Bei einem Nein ändert die Rechtslage zwar nicht. Doch damit bleibe nicht einfach alles beim Alten, sagte Berset am Dienstag vor den Bundeshausmedien. Die Erträge der Pensionskassen wären weiterhin tief, die "illegale Umverteilung" von der aktiven Generation zu den Rentnern gehe weiter. Das Defizit der AHV wachse, und auch die Arbeitswelt entwickle sich weiter.

UNGELÖSTE PROBLEME

Bis eine neue Vorlage abstimmungsreif wäre, würden laut Berset wiederum Jahre vergehen. Mit dieser Reform müssten zudem noch viel grössere Herausforderungen bewältigt werden, weil sich die Situation der Sozialversicherungen inzwischen markant verschlechtert haben dürfte. Der vorliegende Kompromiss hingegen würde es gemäss Berset erlauben, künftig auch über grundsätzliche Fragen wie die Erhöhung des Rentenalters zu diskutieren.

Angesichts von tiefen Renditen, demografischem Wandel und veränderten Arbeitsmodellen ist der Handlungsbedarf für den Sozialminister ausgewiesen. Die Vorlage respektiere auch die grossen Linien, die der Bundesrat für die Reform gezogen habe: Sowohl 1. als auch 2. Säule würden stabilisiert. Das Rentenniveau bleibe erhalten, die Umverteilung in der 2. Säule werde eingedämmt, und die Senkung des Umwandlungssatzes werde weitgehend kompensiert.

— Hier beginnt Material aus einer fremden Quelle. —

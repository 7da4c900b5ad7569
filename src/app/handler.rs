//! Event handling and state transitions.
//!
//! [`handle_event`] is the single entry point for everything that changes
//! [`AppState`]: user commands, debounce ticks and worker responses. It
//! mutates the state and returns whether a redraw is needed together with the
//! [`Action`]s the event loop must carry out.
//!
//! ```text
//! input / tick / worker ──▶ Event ──▶ handle_event ──▶ (render?, actions)
//!                                           │                   │
//!                                           ▼                   ▼
//!                                       AppState          worker requests
//! ```

use crate::app::filter::YearFilter;
use crate::app::{Action, AppState, LoadState, ViewMode};
use crate::domain::error::Result;
use crate::storage::KeyValueStore;
use crate::worker::{WorkerMessage, WorkerResponse};
use std::time::Instant;

/// Things that can happen to the application.
#[derive(Debug, Clone, PartialEq)]
pub enum Event {
    /// Initial fetch of the launch list.
    Load,
    /// Refetch the launch list, bypassing the cache.
    Refresh,

    /// Search text typed at `at`; applied after the debounce delay.
    SearchInput { query: String, at: Instant },
    /// Search text applied immediately.
    SearchSubmit(String),
    ClearSearch,
    /// Clock tick used to flush debounced search text.
    Tick(Instant),

    SetYear(YearFilter),
    ToggleSuccessfulOnly,
    ToggleFavoritesOnly,

    /// Toggles the favorite flag of the selected or displayed launch.
    ToggleFavorite,

    KeyDown,
    KeyUp,
    OpenDetails,
    CloseDetails,
    Quit,

    WorkerResponse(WorkerResponse),
}

/// Processes one event.
///
/// Returns `(render, actions)`: `render` is `true` when the visible frame
/// changed.
///
/// # Errors
///
/// Nothing in the handler is fatal today; the `Result` leaves room for
/// collaborators that can fail. Favorites write failures are reported through
/// [`AppState::status`] instead.
pub fn handle_event<S: KeyValueStore>(state: &mut AppState<S>, event: &Event) -> Result<(bool, Vec<Action>)> {
    let _span = tracing::debug_span!("handle_event", event = event_name(event)).entered();

    match event {
        Event::Load => {
            state.load_state = LoadState::Loading;
            Ok((true, vec![Action::PostToWorker(WorkerMessage::FetchLaunches { force: false })]))
        }
        Event::Refresh => {
            if state.load_state == LoadState::Loading {
                tracing::debug!("refresh ignored, fetch already in flight");
                return Ok((false, vec![]));
            }
            state.load_state = LoadState::Loading;
            state.status = None;
            Ok((true, vec![Action::PostToWorker(WorkerMessage::FetchLaunches { force: true })]))
        }

        Event::SearchInput { query, at } => {
            state.push_search(query.clone(), *at);
            Ok((true, vec![]))
        }
        Event::SearchSubmit(query) => {
            state.apply_search_now(query);
            Ok((true, vec![]))
        }
        Event::ClearSearch => {
            state.apply_search_now("");
            Ok((true, vec![]))
        }
        Event::Tick(now) => Ok((state.flush_search(*now), vec![])),

        Event::SetYear(year) => {
            if state.filter.year == *year {
                return Ok((false, vec![]));
            }
            state.filter.year = year.clone();
            state.apply_filters();
            Ok((true, vec![]))
        }
        Event::ToggleSuccessfulOnly => {
            state.filter.successful_only = !state.filter.successful_only;
            state.apply_filters();
            Ok((true, vec![]))
        }
        Event::ToggleFavoritesOnly => {
            state.filter.favorites_only = !state.filter.favorites_only;
            state.apply_filters();
            Ok((true, vec![]))
        }

        Event::ToggleFavorite => {
            let target = match &state.view_mode {
                ViewMode::Detail { launch_id } => Some(launch_id.clone()),
                ViewMode::List => state.selected_launch().map(|l| l.id.clone()),
            };
            let Some(id) = target else {
                tracing::debug!("no launch to favorite");
                return Ok((false, vec![]));
            };

            match state.favorites.toggle(&id) {
                Ok(now_favorite) => {
                    tracing::debug!(launch_id = %id, now_favorite, "favorite toggled");
                    state.status = None;
                    state.apply_filters();
                }
                Err(e) => {
                    tracing::warn!(launch_id = %id, error = %e, "favorite not saved");
                    state.status = Some(format!("Could not save favorites: {e}"));
                }
            }
            Ok((true, vec![]))
        }

        Event::KeyDown | Event::KeyUp => {
            if state.view_mode != ViewMode::List || state.filtered_launches.is_empty() {
                return Ok((false, vec![]));
            }
            if *event == Event::KeyDown {
                state.move_selection_down();
            } else {
                state.move_selection_up();
            }
            Ok((true, vec![]))
        }
        Event::OpenDetails => open_details(state),
        Event::CloseDetails => {
            if state.view_mode == ViewMode::List {
                return Ok((false, vec![]));
            }
            state.view_mode = ViewMode::List;
            Ok((true, vec![]))
        }
        Event::Quit => Ok((false, vec![Action::Quit])),

        Event::WorkerResponse(response) => Ok((handle_worker_response(state, response), vec![])),
    }
}

fn open_details<S: KeyValueStore>(state: &mut AppState<S>) -> Result<(bool, Vec<Action>)> {
    if state.view_mode != ViewMode::List {
        return Ok((false, vec![]));
    }
    let Some(launch) = state.selected_launch() else {
        return Ok((false, vec![]));
    };
    let launch_id = launch.id.clone();
    let rocket_id = launch.rocket.clone();

    tracing::debug!(launch_id = %launch_id, rocket_id = %rocket_id, "opening details");
    state.view_mode = ViewMode::Detail { launch_id };

    let mut actions = vec![];
    let cached = state.rockets.contains_key(&rocket_id);
    let in_flight = state.pending_rocket.as_deref() == Some(rocket_id.as_str());
    if !rocket_id.is_empty() && !cached && !in_flight {
        state.pending_rocket = Some(rocket_id.clone());
        actions.push(Action::PostToWorker(WorkerMessage::FetchRocket { id: rocket_id }));
    }
    Ok((true, actions))
}

fn handle_worker_response<S: KeyValueStore>(state: &mut AppState<S>, response: &WorkerResponse) -> bool {
    match response {
        WorkerResponse::LaunchesLoaded { launches } => {
            tracing::debug!(count = launches.len(), "launches loaded");
            state.launches.clone_from(launches);
            state.load_state = LoadState::Ready;
            state.apply_filters();

            if let ViewMode::Detail { launch_id } = &state.view_mode {
                if state.launch_by_id(launch_id).is_none() {
                    state.view_mode = ViewMode::List;
                }
            }
            true
        }
        WorkerResponse::LaunchesFailed { message } => {
            tracing::warn!(error = %message, "launch list unavailable");
            state.launches.clear();
            state.load_state = LoadState::Failed(message.clone());
            state.view_mode = ViewMode::List;
            state.apply_filters();
            true
        }
        WorkerResponse::RocketLoaded { rocket } => {
            tracing::debug!(rocket_id = %rocket.id, "rocket loaded");
            if state.pending_rocket.as_deref() == Some(rocket.id.as_str()) {
                state.pending_rocket = None;
            }
            state.rockets.insert(rocket.id.clone(), rocket.clone());
            state.view_mode != ViewMode::List
        }
        WorkerResponse::RocketFailed { id, message } => {
            tracing::warn!(rocket_id = %id, error = %message, "rocket unavailable");
            if state.pending_rocket.as_deref() == Some(id.as_str()) {
                state.pending_rocket = None;
            }
            state.view_mode != ViewMode::List
        }
    }
}

const fn event_name(event: &Event) -> &'static str {
    match event {
        Event::Load => "load",
        Event::Refresh => "refresh",
        Event::SearchInput { .. } => "search_input",
        Event::SearchSubmit(_) => "search_submit",
        Event::ClearSearch => "clear_search",
        Event::Tick(_) => "tick",
        Event::SetYear(_) => "set_year",
        Event::ToggleSuccessfulOnly => "toggle_successful_only",
        Event::ToggleFavoritesOnly => "toggle_favorites_only",
        Event::ToggleFavorite => "toggle_favorite",
        Event::KeyDown => "key_down",
        Event::KeyUp => "key_up",
        Event::OpenDetails => "open_details",
        Event::CloseDetails => "close_details",
        Event::Quit => "quit",
        Event::WorkerResponse(_) => "worker_response",
    }
}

Der Ausgleich geschieht unter anderem durch den Zuschlag von 70 CHF auf neuen AHV-Renten und höhere Ehepaar-Renten. Berset rief in Erinnerung, dass der Bundesrat gegen diese Verflechtung von AHV und beruflicher Vorsorge gewesen sei. Doch akzeptiere er das Element im Sinne eines Kompromisses. "Es ist dieser Schritt, der uns vielleicht erlaubt, gewisse Kreise zu gewinnen, die vorher gegen die Vorlage waren", sagte er.

TEST FÜR DIE GESELLSCHAFT

Damit habe der Bundesrat seine Verantwortung wahrgenommen, sagte Berset. Nun ist die Stimmbevölkerung an der Reihe. "Es ist ein Test für die Gesellschaft."

Die Reform wird von SVP, FDP und den grossen Wirtschaftsverbänden bekämpft. Diese sehen in der Erhöhung der AHV-Renten einen Sozialausbau, den die jüngeren Generationen finanzieren müssen.

Jürg Brechbühl, Direktor des Bundesamts für Sozialversicherungen, hat eine andere Optik: Mit der geplanten Senkung des Umwandlungssatzes werde die Umverteilung zu Lasten der Jungen korrigiert. Zudem werde das Defizit der AHV ohne Reform innerhalb weniger Jahre auf 40 Milliarden Franken anschwellen.

Es entstünden Probleme, die wesentlich grösser seien als die 70 CHF, erklärte Brechbühl. "Die Reform ist daher auch unter dem Blickwinkel der Generationengerechtigkeit ein Schritt in die Richtige Richtung."

Unterstützt wird die Reform von CVP, SP, BDP, Grünen, Grünliberalen und den Gewerkschaften. In der Westschweiz stösst sie auch bei Wirtschaftsverbänden auf mehr Anklang.

Die Vorsorgewerke waren letztmals vor 20 Jahren reformiert worden. 2004 war die 11. AHV-Revision an der Urne gescheitert, 2010 lehnte das Volk die Senkung des Umwandlungssatzes ab.

UMFASSENDE REFORM

Die nun vorliegende Reform der Altersvorsorge nimmt dieses Element wieder auf, da die für den heutigen Satz nötigen Renditen kaum mehr erwirtschaftet werden können. Die Ausfälle werden durch höhere Beiträge sowie den AHV-Zuschlag ausgeglichen.

Das Frauenrentenalter wird auf 65 Jahre angehoben, was die AHV um rund 1,3 Mrd CHF entlastet. Zusätzliche Mittel fliessen der Sozialversicherung aus den Erträgen des Demografie-Prozents sowie aus einer Mehrwertsteuer-Erhöhung um insgesamt 0,6% zu.

Die dafür notwendige Verfassungsänderung muss ohnehin von Volk und Ständen abgesegnet werden. Die Gesetzesänderung, gegen die das Referendum ergriffen wurde, ist jedoch damit verknüpft: Wird eine der beiden Vorlagen abgelehnt, scheitert die ganze Reform.